(Exercise requirements)
Transcribe the lines from the start of the data below through the line with "scripts paying to", word for word and nothing more.

Stored items:
--

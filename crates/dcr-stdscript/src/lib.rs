//! Standard script recognition for Decred-style transaction outputs.
//!
//! Scripts are classified against a fixed set of templates, the destinations
//! and data they commit to are extracted, and canonical scripts paying to
//! each kind of destination can be built. Only script version 0 defines any
//! standard template, scripts of other versions are always non-standard.

mod address;
mod atomic_swap;
mod builder;
mod chain_params;
mod constants;
mod error;
mod extract;
mod multisig;
mod num;
pub mod opcodes;
mod script_class;
mod script_info;
mod standard;
mod tokenizer;
mod utils;


pub use self::address::{Address, AddressError, SignatureScheme};
pub use self::atomic_swap::{AtomicSwapDataPushes, extract_atomic_swap_data_pushes};
pub use self::builder::{
    generate_provably_prunable_out, generate_sstx_addr_push, generate_ssgen_block_ref,
    generate_ssgen_votes, multisig_script, pay_to_addr_script, pay_to_ed25519_pubkey_script,
    pay_to_pubkey_hash_ed25519_script, pay_to_pubkey_hash_schnorr_script,
    pay_to_pubkey_hash_script, pay_to_pubkey_script, pay_to_schnorr_pubkey_script,
    pay_to_script_hash_script, pay_to_ssgen, pay_to_ssgen_pkh_direct, pay_to_ssgen_sh_direct,
    pay_to_ssrtx, pay_to_ssrtx_pkh_direct, pay_to_ssrtx_sh_direct, pay_to_sstx,
    pay_to_sstx_change,
};
pub use self::chain_params::{ChainParams, Network};
pub use self::constants::*;
pub use self::error::Error;
pub use self::extract::{
    extract_pk_script_addrs, extract_pk_script_alt_sig_type, get_script_hash_from_p2sh_script,
    pushed_data,
};
pub use self::multisig::{
    MultisigDetails, calc_multisig_stats, extract_multisig_script_details, is_multisig_script,
    is_multisig_sig_script, multisig_redeem_script_from_script_sig,
};
pub use self::num::{NumError, ScriptNum};
pub use self::script_class::ScriptClass;
pub use self::script_info::{
    ScriptInfo, calc_script_info, contains_stake_opcodes, get_sig_op_count,
    get_stake_out_subclass, is_stake_output,
};
pub use self::standard::{
    classify, extract_compressed_pubkey, extract_pubkey, extract_pubkey_alt_details,
    extract_pubkey_hash, extract_pubkey_hash_alt_details, extract_script_hash,
    extract_stake_pubkey_hash, extract_stake_script_hash, extract_uncompressed_pubkey,
    get_script_class, is_null_data_script, is_pubkey_alt_script, is_pubkey_hash_alt_script,
    is_pubkey_hash_script, is_pubkey_script, is_script_hash_script, is_stake_generation,
    is_stake_revocation, is_stake_submission_change, is_stake_submission_script,
};
pub use self::tokenizer::{Operation, Tokenizer, check_script_parses, final_opcode_data, parse_script};
pub use self::utils::{is_strict_compressed_pubkey_encoding, is_strict_pubkey_encoding};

--

(Task solution)
filename crates/dcr-stdscript/src/lib.rs
//! Standard script recognition for Decred-style transaction outputs.
//!
//! Scripts are classified against a fixed set of templates, the destinations
//! and data they commit to are extracted, and canonical scripts paying to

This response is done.